September 2, 2008

Stealing data?

PAMELA (Payload for Antimatter Matter Exploration and Light-nuclei Astrophysics) is a Russian-Italian satellite measuring the composition of cosmic rays. One of the motivations for the measurements is the indirect detection of dark matter — the very-weakly-interacting particles that make up about 25% of the matter in the Universe (with, as I’m sure you all know by now) normal matter about 5% and the so-called Dark Energy the remaining 70%. By observing the decay products of the dark matter — with more decay occurring in the densest locations — we can probe the properties of the dark particles. So far, these decays haven’t yet been unequivocally observed. Recently, however, members of the PAMELA collaboration have been out giving talks, carefully labelled “preliminary”, showing the kind of excess cosmic ray flux that dark matter might be expected to produce.

But preliminary data is just that, and there’s a (usually) unwritten rule that the audience certainly shouldn’t rely on the numerical details in talks like these. Cirelli & Strumia have written a paper based on those numbers, “Minimal Dark Matter predictions and the PAMELA positron excess” (arXiv:0808.3867), arguing that the data fits their pet dark-matter model, so-called minimal dark matter (MDM). MDM adds just a single type of particle to those we know about, compared to the generally-favored supersymmetric (SUSY) dark matter model which doubles the number of particle types in the Universe (but has other motivations as well). What do the authors base their results on? As they say in a footnote, “the preliminary data points for positron and antiproton fluxes plotted in our figures have been extracted from a photo of the slides taken during the talk, and can thereby slightly differ from the data that the PAMELA collaboration will officially publish” (originally pointed out to me in the physics arXiv blog).

This makes me very uncomfortable. It would be one thing to write a paper saying that recent presentations from the PAMELA team have hinted at an excess — that’s public knowledge. But a photograph of the slides sounds more like amateur spycraft than legitimate scientific data-sharing.

Indeed, it’s to avoid such inadvertent data-sharing (which has happened in the CMB community in the past) that the Planck Satellite team has come up with its rather draconian communication policy (which is itself located in a password-protected site): essentially, the first rule of Planck is you do not talk about Planck. The second rule of Planck is you do not talk about Planck. And you don’t leave paper in the printer, or plots on your screen. Not always easy in our hot-house academic environments.

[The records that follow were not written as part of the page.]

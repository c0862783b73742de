//! Threadlens core library — embedded analytics over a scraped-post dataset.
//!
//! The main entry point is [`engine::AnalyticsEngine`], which answers typed
//! filter/sort/pagination queries and statistical aggregations over a
//! [`store::PostStore`].

pub mod analytics;
pub mod config;
pub mod engine;
pub mod error;
pub mod query;
pub mod recovery;
pub mod store;
pub mod types;
// Statistical computations intentionally cast int→float.
#![allow(clippy::cast_precision_loss)]

use std::collections::HashMap;

use chrono::{DateTime, Utc};

use super::stats::engagement_score;
use crate::types::{AuthorStats, AuthorTier, Post, TopPost, Trend};

/// Trend windows: trailing week vs the week before it.
const WINDOW_SECS: i64 = 7 * 86_400;

/// Relative change beyond which an author counts as rising or declining.
const TREND_THRESHOLD: f64 = 0.10;

// Tier thresholds are policy constants, not derived statistically.
const ELITE_AVG_SCORE: f64 = 200.0;
const ELITE_POST_COUNT: u64 = 20;
const TOP_AVG_SCORE: f64 = 100.0;
const TOP_POST_COUNT: u64 = 10;
const ACTIVE_POST_COUNT: u64 = 5;
const ACTIVE_AVG_SCORE: f64 = 50.0;

/// Fixed-threshold author classification over average score and post count.
pub fn classify_tier(avg_score: f64, post_count: u64) -> AuthorTier {
    if avg_score >= ELITE_AVG_SCORE && post_count >= ELITE_POST_COUNT {
        AuthorTier::Elite
    } else if avg_score >= TOP_AVG_SCORE && post_count >= TOP_POST_COUNT {
        AuthorTier::Top
    } else if post_count >= ACTIVE_POST_COUNT || avg_score >= ACTIVE_AVG_SCORE {
        AuthorTier::Active
    } else {
        AuthorTier::Casual
    }
}

/// Compare the trailing-week average score against the preceding 7–14 day
/// window. An author with no posts in either window is Stable with value 0.
fn classify_trend(posts: &[&Post], now: DateTime<Utc>) -> (Trend, f64) {
    let now_ts = now.timestamp();
    let recent_cutoff = now_ts - WINDOW_SECS;
    let prior_cutoff = now_ts - 2 * WINDOW_SECS;

    let window_avg = |from: i64, to: i64| -> Option<f64> {
        let scores: Vec<i64> = posts
            .iter()
            .filter(|p| p.created_at >= from && p.created_at < to)
            .map(|p| p.score)
            .collect();
        if scores.is_empty() {
            None
        } else {
            Some(scores.iter().sum::<i64>() as f64 / scores.len() as f64)
        }
    };

    let (Some(recent_avg), Some(prior_avg)) = (
        window_avg(recent_cutoff, i64::MAX),
        window_avg(prior_cutoff, recent_cutoff),
    ) else {
        return (Trend::Stable, 0.0);
    };
    if prior_avg.abs() < f64::EPSILON {
        return (Trend::Stable, 0.0);
    }

    let change = (recent_avg - prior_avg) / prior_avg;
    let trend = if change > TREND_THRESHOLD {
        Trend::Rising
    } else if change < -TREND_THRESHOLD {
        Trend::Declining
    } else {
        Trend::Stable
    };
    (trend, change * 100.0)
}

/// Per-author leaderboard over a post set, ranked by total score descending.
///
/// Ties keep the authors' first-encountered order (stable sort over the
/// enumeration order of the input). Anonymous posts are excluded.
pub fn author_stats(posts: &[Post], now: DateTime<Utc>) -> Vec<AuthorStats> {
    // Group while preserving first-encounter order for the tie break.
    let mut order: Vec<&str> = Vec::new();
    let mut grouped: HashMap<&str, Vec<&Post>> = HashMap::new();
    for post in posts {
        let Some(author) = post.author.as_deref() else {
            continue;
        };
        grouped
            .entry(author)
            .or_insert_with(|| {
                order.push(author);
                Vec::new()
            })
            .push(post);
    }

    let mut stats: Vec<AuthorStats> = order
        .iter()
        .map(|author| {
            let group = &grouped[author];
            let post_count = group.len() as u64;
            let total_score: i64 = group.iter().map(|p| p.score).sum();
            let total_comments: u64 = group.iter().map(|p| u64::from(p.num_comments)).sum();
            let total_engagement: i64 = group
                .iter()
                .map(|p| engagement_score(p.score, p.num_comments))
                .sum();
            let avg_score = total_score as f64 / post_count as f64;

            // Max score, first-encountered wins ties.
            let top_post = group
                .iter()
                .fold(None::<&&Post>, |best, p| match best {
                    Some(b) if b.score >= p.score => Some(b),
                    _ => Some(p),
                })
                .map(|p| TopPost {
                    id: p.id.clone(),
                    title: p.title.clone(),
                    score: p.score,
                });

            let (trend, trend_value) = classify_trend(group, now);

            AuthorStats {
                author: (*author).to_string(),
                post_count,
                total_score,
                avg_score,
                total_comments,
                avg_engagement: total_engagement as f64 / post_count as f64,
                top_post,
                trend,
                trend_value,
                tier: classify_tier(avg_score, post_count),
            }
        })
        .collect();

    stats.sort_by(|a, b| b.total_score.cmp(&a.total_score));
    stats
}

Update: Bergstrom, Bringmann, & Edsjo, “New Positron Spectral Features from Supersymmetric Dark Matter - a Way to Explain the PAMELA Data?” (arXiv: 0808.3725) also refers to the unpublished data, but presents a blue swathe in a plot rather than individual points. This seems a slightly more legitimate way to discuss unpublished data. Or am I just quibbling?

Update 2: One of the authors of the MDM paper comments below. He makes one very important point, which I didn’t know about: “Before doing anything with those points we asked the spokeperson of the collaboration at the Conference, who agreed and said that there was no problem”. Essentially, I think that absolves them of any “wrongdoing” — if the owners of the data don’t have a problem with it, then we shouldn’t, either (although absent that I think the situation would still be dicey, despite the arguments below and elsewhere). And so now we should get onto the really interesting question: is this evidence for dark matter, and, if so, for this particular model. (An opportunity for Bayesian model comparison!?)

September 1, 2008

Blog life

Welcome to anyone one led here from Physics World’s Blog life column. This is a blog — so comments are encouraged (or you could click on the advertisements)!

August 30, 2008

Science Debate 2008

It’s making the science-blogging rounds today that Obama has answered the questions posed as Science Debate 2008, questions on education, health care, stem cells and, of course, climate. He supports all the right scientific positions, and says several times that he will increase funding for basic research overall, but most importantly acknowledges and condemns the ideological and political interference that has plagued US research during the Bush administration.

McCain will, apparently, follow with his answers soon.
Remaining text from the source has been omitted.